• _YOUR OBJECTIVE_
Count the lines in the data below where the string "type" occurs, please, and give the number alone.

--------------------

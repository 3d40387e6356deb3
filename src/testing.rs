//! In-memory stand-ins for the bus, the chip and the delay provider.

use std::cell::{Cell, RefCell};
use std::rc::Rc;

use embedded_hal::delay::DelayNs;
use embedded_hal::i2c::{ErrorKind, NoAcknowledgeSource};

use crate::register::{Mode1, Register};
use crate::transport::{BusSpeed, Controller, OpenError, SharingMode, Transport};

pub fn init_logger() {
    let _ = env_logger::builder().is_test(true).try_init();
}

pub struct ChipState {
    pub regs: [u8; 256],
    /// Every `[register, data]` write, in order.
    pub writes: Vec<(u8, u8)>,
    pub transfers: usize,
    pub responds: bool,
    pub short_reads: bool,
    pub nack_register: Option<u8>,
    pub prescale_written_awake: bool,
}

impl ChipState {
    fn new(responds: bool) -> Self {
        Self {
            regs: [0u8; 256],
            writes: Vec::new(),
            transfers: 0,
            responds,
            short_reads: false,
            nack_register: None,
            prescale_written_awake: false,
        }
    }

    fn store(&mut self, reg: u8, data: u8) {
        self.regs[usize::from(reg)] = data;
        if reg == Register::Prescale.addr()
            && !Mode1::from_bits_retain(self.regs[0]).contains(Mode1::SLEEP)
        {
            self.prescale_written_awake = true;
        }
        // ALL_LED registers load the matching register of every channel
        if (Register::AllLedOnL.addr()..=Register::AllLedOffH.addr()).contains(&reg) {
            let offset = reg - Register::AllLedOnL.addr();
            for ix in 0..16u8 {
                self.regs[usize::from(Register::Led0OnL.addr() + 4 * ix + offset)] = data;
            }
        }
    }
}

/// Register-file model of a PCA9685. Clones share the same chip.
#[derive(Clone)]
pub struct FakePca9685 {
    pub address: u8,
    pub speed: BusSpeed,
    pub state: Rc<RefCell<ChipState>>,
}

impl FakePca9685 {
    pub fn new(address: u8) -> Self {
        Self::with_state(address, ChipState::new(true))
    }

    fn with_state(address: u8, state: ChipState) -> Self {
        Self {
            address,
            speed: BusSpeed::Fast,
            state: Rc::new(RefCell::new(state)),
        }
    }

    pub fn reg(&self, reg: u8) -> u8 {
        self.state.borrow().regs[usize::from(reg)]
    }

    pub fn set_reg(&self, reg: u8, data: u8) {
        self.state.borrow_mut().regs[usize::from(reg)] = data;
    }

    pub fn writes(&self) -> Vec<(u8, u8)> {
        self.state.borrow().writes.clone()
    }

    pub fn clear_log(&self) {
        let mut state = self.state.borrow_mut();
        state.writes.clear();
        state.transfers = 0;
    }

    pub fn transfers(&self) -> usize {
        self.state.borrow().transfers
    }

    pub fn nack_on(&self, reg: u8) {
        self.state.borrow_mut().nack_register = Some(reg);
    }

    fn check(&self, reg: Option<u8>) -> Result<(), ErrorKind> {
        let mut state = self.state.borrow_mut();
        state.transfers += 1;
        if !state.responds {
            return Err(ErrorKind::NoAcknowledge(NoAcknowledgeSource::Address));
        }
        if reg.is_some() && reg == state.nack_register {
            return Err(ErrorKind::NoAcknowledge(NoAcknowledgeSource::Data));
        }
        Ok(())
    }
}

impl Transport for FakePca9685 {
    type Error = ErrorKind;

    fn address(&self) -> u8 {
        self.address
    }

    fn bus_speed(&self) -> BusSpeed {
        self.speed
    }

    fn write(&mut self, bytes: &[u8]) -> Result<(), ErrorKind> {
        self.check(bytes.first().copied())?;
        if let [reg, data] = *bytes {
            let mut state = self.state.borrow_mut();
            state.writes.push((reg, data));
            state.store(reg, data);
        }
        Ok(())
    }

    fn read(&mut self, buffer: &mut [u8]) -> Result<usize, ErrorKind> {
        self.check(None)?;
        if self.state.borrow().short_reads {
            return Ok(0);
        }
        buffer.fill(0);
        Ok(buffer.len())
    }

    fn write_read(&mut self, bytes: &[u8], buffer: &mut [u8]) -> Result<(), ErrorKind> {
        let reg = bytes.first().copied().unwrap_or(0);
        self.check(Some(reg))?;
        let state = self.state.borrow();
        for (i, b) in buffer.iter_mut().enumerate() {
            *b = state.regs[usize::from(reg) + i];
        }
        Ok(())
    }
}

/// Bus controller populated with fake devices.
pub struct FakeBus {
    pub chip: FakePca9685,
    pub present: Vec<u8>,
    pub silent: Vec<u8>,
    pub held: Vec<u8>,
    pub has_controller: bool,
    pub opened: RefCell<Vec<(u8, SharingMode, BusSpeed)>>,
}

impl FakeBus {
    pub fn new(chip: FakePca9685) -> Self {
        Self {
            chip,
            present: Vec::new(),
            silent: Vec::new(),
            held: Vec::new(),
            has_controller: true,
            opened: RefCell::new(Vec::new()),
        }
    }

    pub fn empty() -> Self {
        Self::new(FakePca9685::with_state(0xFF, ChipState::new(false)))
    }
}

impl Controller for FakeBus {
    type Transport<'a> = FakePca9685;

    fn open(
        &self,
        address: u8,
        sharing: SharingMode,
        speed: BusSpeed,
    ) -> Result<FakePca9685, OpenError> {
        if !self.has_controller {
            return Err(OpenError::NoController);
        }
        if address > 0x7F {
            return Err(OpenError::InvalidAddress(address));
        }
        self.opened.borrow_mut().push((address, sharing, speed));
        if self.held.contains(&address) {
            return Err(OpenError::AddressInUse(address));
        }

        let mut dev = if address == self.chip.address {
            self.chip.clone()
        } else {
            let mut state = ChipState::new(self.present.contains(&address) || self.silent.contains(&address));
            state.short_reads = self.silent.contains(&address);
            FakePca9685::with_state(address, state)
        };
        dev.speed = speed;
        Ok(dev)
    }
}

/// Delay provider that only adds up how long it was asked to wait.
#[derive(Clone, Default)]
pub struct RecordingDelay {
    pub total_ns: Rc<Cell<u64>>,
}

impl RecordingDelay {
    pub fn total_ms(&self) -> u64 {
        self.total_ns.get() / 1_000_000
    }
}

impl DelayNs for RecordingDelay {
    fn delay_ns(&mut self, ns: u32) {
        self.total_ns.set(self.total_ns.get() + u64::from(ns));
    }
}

--------------------

• _RESULT OF THIS EXERCISE_
2